Quim Torra va a recurrir su inhabilitación al Tribunal Supremo, que lo ha condenado por desobediencia, por no cumplir la orden de la Junta Electoral Central de retirar los lazos amarillos de los edificios públicos.: "A mí no me inhabilita un tribunal con motivaciones políticas", ha dicho el president de la Generalitat en una comparecencia en la que ha estado respaldado por su Govern.

"Solo puede (inhabilitarme) el Parlament de Cataluña. Es por eso que he pedido a los grupos parlamentarios que me ofrecieron su apoyo -y aquellos grupos que quieran oponerse a la represión y la utilización de la justicia para hacer política- que lo expresen así en una votación en el Parlamento".

Según ha dicho, "el Estado español persigue, reprime y pretende quitar y poner presidentes en Cataluña" y a su juicio, es una "sentencia política con el objetivo de inhabilitarme e intervenir en Cataluña". Cree que su condena era previsible y que "estaba escrita antes de juzgarme".

"A mí no me inhabilitan tribunales politizados; solo puede hacerlo el Parlament de Cataluña".

Torra ha asegurado que es un proceso "lleno de irregularidades, impulsado por una Fiscalía convertida en garante de los intereses del Gobierno español, que pretende cambiar un presidente elegido por los representantes de millones de catalanes".

El Tribunal Superior de Justicia de Cataluña ha condenado a Quim Torra a un año y seis meses de inhabilitación y a pagar una multa de 30.000 euros en total, por un delito de desobediencia por no retirar los lazos amarillos y las pancartas en apoyo a los independentistas presos de la fachada del edificio de la Generalitat, como así le solicitó la Junta Electoral Central (JEC) en los comicios del 28A.

Su inhabilitación no es inmediata, ya que, como acaba de confirmar el propio Torra, va a recurrirla ante el Tribunal Supremo.
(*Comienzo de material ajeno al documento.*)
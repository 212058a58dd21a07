//! PostgreSQL implementation of AssignmentRepository

use async_trait::async_trait;
use chrono::NaiveDate;
use sqlx::PgPool;
use tracing::instrument;
use uuid::Uuid;

use parish_core::traits::{AssignmentQuery, AssignmentRepository, RepoResult};
use parish_core::{
    Assignment, AssignmentDetails, AssignmentId, DomainError, Event, EventId, ReminderOffset,
    SlotId, UserId,
};

use crate::models::{AssignmentDetailsModel, AssignmentModel, EventModel};

use super::error::{convert_all, map_db_error, map_unique_violation};

const ASSIGNMENT_COLUMNS: &str =
    "id, slot_id, user_id, notes, created_by, reminders_sent, created_at";

/// Joined select shared by every query returning `AssignmentDetails`
const DETAILS_SELECT: &str = r"
    SELECT a.id AS a_id, a.notes AS a_notes, a.created_by AS a_created_by,
           a.reminders_sent AS a_reminders_sent, a.created_at AS a_created_at,
           s.id AS s_id, s.name AS s_name, s.capacity AS s_capacity, s.notes AS s_notes,
           s.created_at AS s_created_at,
           e.id AS e_id, e.title AS e_title, e.description AS e_description,
           e.event_type AS e_event_type, e.event_date AS e_event_date,
           e.start_time AS e_start_time, e.end_time AS e_end_time, e.location AS e_location,
           e.recurrence_type AS e_recurrence_type,
           e.recurrence_end_date AS e_recurrence_end_date,
           e.parent_event_id AS e_parent_event_id, e.created_by AS e_created_by,
           e.created_at AS e_created_at, e.updated_at AS e_updated_at,
           u.id AS u_id, u.name AS u_name, u.phone AS u_phone, u.email AS u_email,
           u.role AS u_role, u.is_active AS u_is_active,
           u.notifications_enabled AS u_notifications_enabled,
           u.created_at AS u_created_at, u.updated_at AS u_updated_at
    FROM assignments a
    JOIN slots s ON s.id = a.slot_id
    JOIN events e ON e.id = s.event_id
    JOIN users u ON u.id = a.user_id
";

/// PostgreSQL implementation of AssignmentRepository
#[derive(Clone)]
pub struct PgAssignmentRepository {
    pool: PgPool,
}

impl PgAssignmentRepository {
    /// Create a new PgAssignmentRepository
    pub fn new(pool: PgPool) -> Self {
        Self { pool }
    }
}

#[async_trait]
impl AssignmentRepository for PgAssignmentRepository {
    #[instrument(skip(self))]
    async fn find_by_id(&self, id: AssignmentId) -> RepoResult<Option<Assignment>> {
        let sql = format!("SELECT {ASSIGNMENT_COLUMNS} FROM assignments WHERE id = $1");
        let result = sqlx::query_as::<_, AssignmentModel>(&sql)
            .bind(id.into_uuid())
            .fetch_optional(&self.pool)
            .await
            .map_err(map_db_error)?;

        Ok(result.map(Assignment::from))
    }

    #[instrument(skip(self, slot_ids), fields(count = slot_ids.len()))]
    async fn find_by_slots(&self, slot_ids: &[SlotId]) -> RepoResult<Vec<Assignment>> {
        let ids: Vec<Uuid> = slot_ids.iter().map(|id| id.into_uuid()).collect();
        let sql = format!(
            "SELECT {ASSIGNMENT_COLUMNS} FROM assignments WHERE slot_id = ANY($1) ORDER BY created_at, id"
        );
        let rows = sqlx::query_as::<_, AssignmentModel>(&sql)
            .bind(&ids)
            .fetch_all(&self.pool)
            .await
            .map_err(map_db_error)?;

        Ok(rows.into_iter().map(Assignment::from).collect())
    }

    #[instrument(skip(self))]
    async fn find_details(&self, id: AssignmentId) -> RepoResult<Option<AssignmentDetails>> {
        let sql = format!("{DETAILS_SELECT} WHERE a.id = $1");
        let result = sqlx::query_as::<_, AssignmentDetailsModel>(&sql)
            .bind(id.into_uuid())
            .fetch_optional(&self.pool)
            .await
            .map_err(map_db_error)?;

        result.map(AssignmentDetails::try_from).transpose()
    }

    #[instrument(skip(self))]
    async fn find_details_by_query(
        &self,
        query: &AssignmentQuery,
    ) -> RepoResult<Vec<AssignmentDetails>> {
        let sql = format!(
            r"
            {DETAILS_SELECT}
            WHERE ($1::uuid IS NULL OR a.user_id = $1)
              AND ($2::uuid IS NULL OR e.id = $2)
              AND ($3::date IS NULL OR e.event_date >= $3)
              AND ($4::date IS NULL OR e.event_date <= $4)
            ORDER BY e.event_date, e.start_time, s.name, u.name
            "
        );
        let rows = sqlx::query_as::<_, AssignmentDetailsModel>(&sql)
            .bind(query.user_id.map(UserId::into_uuid))
            .bind(query.event_id.map(EventId::into_uuid))
            .bind(query.from)
            .bind(query.to)
            .fetch_all(&self.pool)
            .await
            .map_err(map_db_error)?;

        convert_all(rows)
    }

    #[instrument(skip(self))]
    async fn find_user_events_on(
        &self,
        user_id: UserId,
        date: NaiveDate,
    ) -> RepoResult<Vec<Event>> {
        let rows = sqlx::query_as::<_, EventModel>(
            r"
            SELECT DISTINCT e.id, e.title, e.description, e.event_type, e.event_date,
                   e.start_time, e.end_time, e.location, e.recurrence_type,
                   e.recurrence_end_date, e.parent_event_id, e.created_by,
                   e.created_at, e.updated_at
            FROM events e
            JOIN slots s ON s.event_id = e.id
            JOIN assignments a ON a.slot_id = s.id
            WHERE a.user_id = $1 AND e.event_date = $2
            ",
        )
        .bind(user_id.into_uuid())
        .bind(date)
        .fetch_all(&self.pool)
        .await
        .map_err(map_db_error)?;

        convert_all(rows)
    }

    #[instrument(skip(self))]
    async fn find_due(
        &self,
        date: NaiveDate,
        offset: ReminderOffset,
    ) -> RepoResult<Vec<AssignmentDetails>> {
        let sql = format!(
            r"
            {DETAILS_SELECT}
            WHERE e.event_date = $1 AND NOT ($2 = ANY(a.reminders_sent))
            ORDER BY e.start_time, a.id
            "
        );
        let rows = sqlx::query_as::<_, AssignmentDetailsModel>(&sql)
            .bind(date)
            .bind(offset.raw())
            .fetch_all(&self.pool)
            .await
            .map_err(map_db_error)?;

        convert_all(rows)
    }

    #[instrument(skip(self, assignment), fields(assignment_id = %assignment.id))]
    async fn create(&self, assignment: &Assignment) -> RepoResult<()> {
        sqlx::query(
            r"
            INSERT INTO assignments (id, slot_id, user_id, notes, created_by, reminders_sent, created_at)
            VALUES ($1, $2, $3, $4, $5, $6, $7)
            ",
        )
        .bind(assignment.id.into_uuid())
        .bind(assignment.slot_id.into_uuid())
        .bind(assignment.user_id.into_uuid())
        .bind(&assignment.notes)
        .bind(assignment.created_by.into_uuid())
        .bind(assignment.reminders_sent.to_raw())
        .bind(assignment.created_at)
        .execute(&self.pool)
        .await
        .map_err(|e| map_unique_violation(e, |_| DomainError::AlreadyAssigned))?;

        Ok(())
    }

    #[instrument(skip(self))]
    async fn delete(&self, id: AssignmentId) -> RepoResult<()> {
        let result = sqlx::query("DELETE FROM assignments WHERE id = $1")
            .bind(id.into_uuid())
            .execute(&self.pool)
            .await
            .map_err(map_db_error)?;

        if result.rows_affected() == 0 {
            return Err(DomainError::AssignmentNotFound(id));
        }

        Ok(())
    }

    #[instrument(skip(self))]
    async fn mark_reminder_sent(
        &self,
        id: AssignmentId,
        offset: ReminderOffset,
    ) -> RepoResult<bool> {
        // Conditional append keeps concurrent sweeps from recording an offset twice
        let result = sqlx::query(
            r"
            UPDATE assignments
            SET reminders_sent = array_append(reminders_sent, $2)
            WHERE id = $1 AND NOT ($2 = ANY(reminders_sent))
            ",
        )
        .bind(id.into_uuid())
        .bind(offset.raw())
        .execute(&self.pool)
        .await
        .map_err(map_db_error)?;

        if result.rows_affected() > 0 {
            return Ok(true);
        }

        let exists = sqlx::query_scalar::<_, bool>(
            "SELECT EXISTS(SELECT 1 FROM assignments WHERE id = $1)",
        )
        .bind(id.into_uuid())
        .fetch_one(&self.pool)
        .await
        .map_err(map_db_error)?;

        if exists {
            Ok(false)
        } else {
            Err(DomainError::AssignmentNotFound(id))
        }
    }

    #[instrument(skip(self))]
    async fn clear_reminder_sent(
        &self,
        id: AssignmentId,
        offset: ReminderOffset,
    ) -> RepoResult<()> {
        let result = sqlx::query(
            "UPDATE assignments SET reminders_sent = array_remove(reminders_sent, $2) WHERE id = $1",
        )
        .bind(id.into_uuid())
        .bind(offset.raw())
        .execute(&self.pool)
        .await
        .map_err(map_db_error)?;

        if result.rows_affected() == 0 {
            return Err(DomainError::AssignmentNotFound(id));
        }

        Ok(())
    }
}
Los argumentos del tribunal

El escrito judicial apunta que "el mandato de la Junta Electoral Central no fue atendido por su destinatario, que no solo no ordenó la retirada en las fachadas de los edificios dependientes de la Generalitat de los lazos amarillos y de las banderas esteladas en el plazo establecido, sino que llegó a decidir (o consentir), en algunos casos, su sustitución por otro lazos blancos y cruzados por una raya roja".

En cuanto al argumento que dio Torra durante el juicio, considerando que la JEC no es una autoridad superior a la presidencia de la Generalitat, el tribunal ha destacado que "Cataluña no cuenta con una ley electoral propia", por lo que "las reclamaciones de contenido electoral respecto de actos que afecten al territorio de de una provincia deben resolverse, necesariamente, por la Junta Electoral Central".

"No solo no ordenó la retirada de los lazos, sino que fueron sustituidos por otros", dice la sentencia

El tribunal también ha destacado en la sentencia "la contundente, reiterada, contumaz y obstinada resistencia del acusado a acatar un mandato investido de autoridad y dictado conforme a la legalidad", así como que el dirigente de Junts per Cat hizo "un alarde público del hecho desobediente", así como

Torra reconoció que no cumplió la orden

Quim Torra reconoció ante el juez que no cumplió la orden de la Junta Electoral Central (JEC) de retirar lazos amarillos de edificios públicos en periodo electoral porque, según él, era "ilegal" y de "imposible" cumplimiento": "Sí, la desobedecí".

"No, no la cumplí. Digámoslo de otra forma: Sí, la desobedecí. Pero era imposible cumplir una orden ilegal. Todos los miembros de esta sala lo saben, era una orden ilegal dictada por un órgano que no tenía la competencia", dijo.

Antes, su defensa pidió la nulidad de la causa, al cuestionar la imparcialidad de la instrucción y del tribunal, y que en caso de que el juicio siguiera adelante, solicitó que se suspendiera para que testificaran miembros de la JEC.